Regardless of how you feel about their goal, I think they nailed one of our world’s definitions of love. Love simply means acceptance or tolerance. Isn’t that precisely what people mean when they say things like, “we should all just love each other?”

But I think if you scratch slightly below the surface, what love and acceptance is really about is liberating them from any objective moral standards. Everyone needs to let me live however I want without even the chance of you telling me that I’m doing anything wrong. Because according to their worldview there is no right or wrong - just tolerance and acceptance or love.

The other common worldly definition of love is an emotional response. It’s just the butterflies in your stomach when someone walks into the room. Romantic love is just a feeling. The moment your spouse no longer gives you that “feeling” anymore means it’s time to move on. Go ahead and get a divorce. Stop wasting your time on someone that doesn’t give you butterflies in your stomach.

But Jesus doesn’t define love according to acceptance or an emotional response, rather he defines love by sacrifice.

And we see a few things from this passage: first, Jesus commands us to love (vv. 12-13), second, Jesus is our friend (vv. 14-15), and lastly, friendship with Christ bears fruit (vv. 16-17).

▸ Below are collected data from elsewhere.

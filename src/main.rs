//! rust_dino command-line interface

use clap::Parser;
use log::{info, LevelFilter};

use rust_dino::cli::{Cli, Commands, NormalizeArgs};
use rust_dino::prelude::*;

const VERSION: &str = env!("CARGO_PKG_VERSION");

fn main() {
    let args: Vec<String> = std::env::args().collect();

    // Find the first non-flag argument (potential subcommand)
    let first_positional = args.iter().skip(1).find(|a| !a.starts_with('-'));
    let subcommands = ["normalize", "depth", "help"];
    let has_subcommand = first_positional.map_or(false, |a| subcommands.contains(&a.as_str()));

    if !has_subcommand {
        if args.len() == 1 {
            print_no_args();
            return;
        }
        if args.iter().any(|a| a == "--help") {
            print_long_help();
            return;
        }
        if args.iter().any(|a| a == "-h") {
            print_short_help();
            return;
        }
        if args.iter().any(|a| a == "-V" || a == "--version") {
            println!("rust_dino {}", VERSION);
            return;
        }
        print_no_args();
        return;
    }

    let cli = Cli::parse();

    let log_level = if cli.verbose {
        LevelFilter::Debug
    } else {
        LevelFilter::Info
    };

    env_logger::Builder::new()
        .filter_level(log_level)
        .format_timestamp(None)
        .init();

    let result = match cli.command {
        Some(Commands::Normalize(args)) => run_normalize(&args),
        Some(Commands::Depth { counts, output }) => run_depth(&counts, &output),
        None => {
            print_no_args();
            return;
        }
    };

    if let Err(e) = result {
        eprintln!("Error: {}", e);
        std::process::exit(1);
    }
}

// ---------------------------------------------------------------------------
// Custom help output
// ---------------------------------------------------------------------------

fn print_no_args() {
    println!("rust_dino v{}", VERSION);
    println!("Run `rust_dino -h` for usage or `rust_dino --help` for detailed information.");
}

fn print_short_help() {
    println!("rust_dino v{}", VERSION);
    println!();
    println!("Usage: rust_dino <COMMAND> [OPTIONS]");
    println!();
    println!("Commands:");
    println!("  normalize  Normalize a count matrix");
    println!("  depth      Estimate per-cell depth");
    println!();
    println!("Run `rust_dino <COMMAND> -h` for command-specific options.");
}

fn print_long_help() {
    println!("rust_dino v{}", VERSION);
    println!("Depth normalization of single-cell counts by Gamma-Poisson mixture resampling");
    println!();
    println!("Usage: rust_dino <COMMAND> [OPTIONS]");
    println!();
    println!("Commands:");
    println!("  normalize  Normalize a count matrix");
    println!("               - per-gene Gamma-Poisson mixture fitted by accelerated EM");
    println!("               - posterior resampling with concentration γ");
    println!("               - depth scaling for genes with few non-zero cells");
    println!("               - estimated or supplied (linear or log) depth");
    println!("  depth      Estimate per-cell depth from cell totals");
    println!();
    println!("Global Options:");
    println!("  -v, --verbose    Enable verbose output");
    println!("  -h               Print short help");
    println!("      --help       Print detailed help");
    println!("  -V, --version    Print version");
    println!();
    println!("Examples:");
    println!("  rust_dino normalize -c counts.tsv -o normalized.tsv --seed 1");
    println!();
    println!("  rust_dino normalize -c counts.tsv --depth sf.tsv --log-depth -w 0 \\");
    println!("    --diagnostics fits.json");
    println!();
    println!("  rust_dino depth -c counts.tsv -o depth.tsv");
}

// ---------------------------------------------------------------------------
// Subcommand implementations
// ---------------------------------------------------------------------------

fn run_normalize(args: &NormalizeArgs) -> Result<()> {
    let params = args.to_params()?;

    info!("Loading count matrix from: {}", args.counts);
    let counts = read_count_matrix(&args.counts)?;
    info!("  {} genes, {} cells", counts.n_genes(), counts.n_cells());

    let depth = match &args.depth {
        Some(path) => {
            info!("Loading depth from: {}", path);
            let values = read_depth(path, counts.cell_ids())?;
            Some(if args.log_depth {
                DepthInput::Log(values)
            } else {
                DepthInput::Linear(values)
            })
        }
        None => None,
    };

    let result = normalize(&counts, depth.as_ref(), &params)?;
    print!("{}", result.summary());

    info!("Writing normalized values to: {}", args.output);
    write_normalized(&args.output, &result.matrix)?;

    if let Some(path) = &args.diagnostics {
        info!("Writing diagnostics to: {}", path);
        write_diagnostics(path, &result.diagnostics)?;
    }

    info!("Done!");
    Ok(())
}

fn run_depth(counts_path: &str, output_path: &str) -> Result<()> {
    info!("Loading count matrix from: {}", counts_path);
    let counts = read_count_matrix(counts_path)?;
    info!("  {} genes, {} cells", counts.n_genes(), counts.n_cells());

    let depth = estimate_depth(&counts)?;

    info!("Writing depth to: {}", output_path);
    write_depth(output_path, counts.cell_ids(), &depth)?;

    info!("Done!");
    Ok(())
}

Last week, Doug preached from John 15:1-11, which is where Jesus said, “I AM the vine and you are the branches” then he said, “apart from me you can do nothing.” What we read in verses 12-17 is really an extension to what Jesus said in those first eleven verses. His words obviously build upon each other. Because if you read verses 1-11 in complete isolation you might be led to believe Jesus is implying a cold, rigid, forced connection to himself, but he quickly tells us what our connection to him is centered upon love. However, the Christian’s relationship with Jesus Christ isn’t built upon our love for him but rather, it’s built upon his love for us.

Jesus commands us to love (vv. 12-13)

Beginning in verse 12 we read one of the greatest feel good verses in the whole Bible, because it’s all about love! “Love one another as I have loved you.” As I’ve already mentioned, everyone embraces the idea of loving one another, but the question that’s always left lingering is “who’s love?” What kind of love are we talking about? Jesus tells us, we’re supposed to mirror his love. We like the “love one another” part, but not so much the “as I have loved you” part.

Previously Jesus said, “as the Father loved me so I love you.” That’s a verse that we can all get behind because it requires nothing from you and me. But in John 15:12 there is! Quite literally Jesus says, “This is my commandment that you love one another as I have loved you.”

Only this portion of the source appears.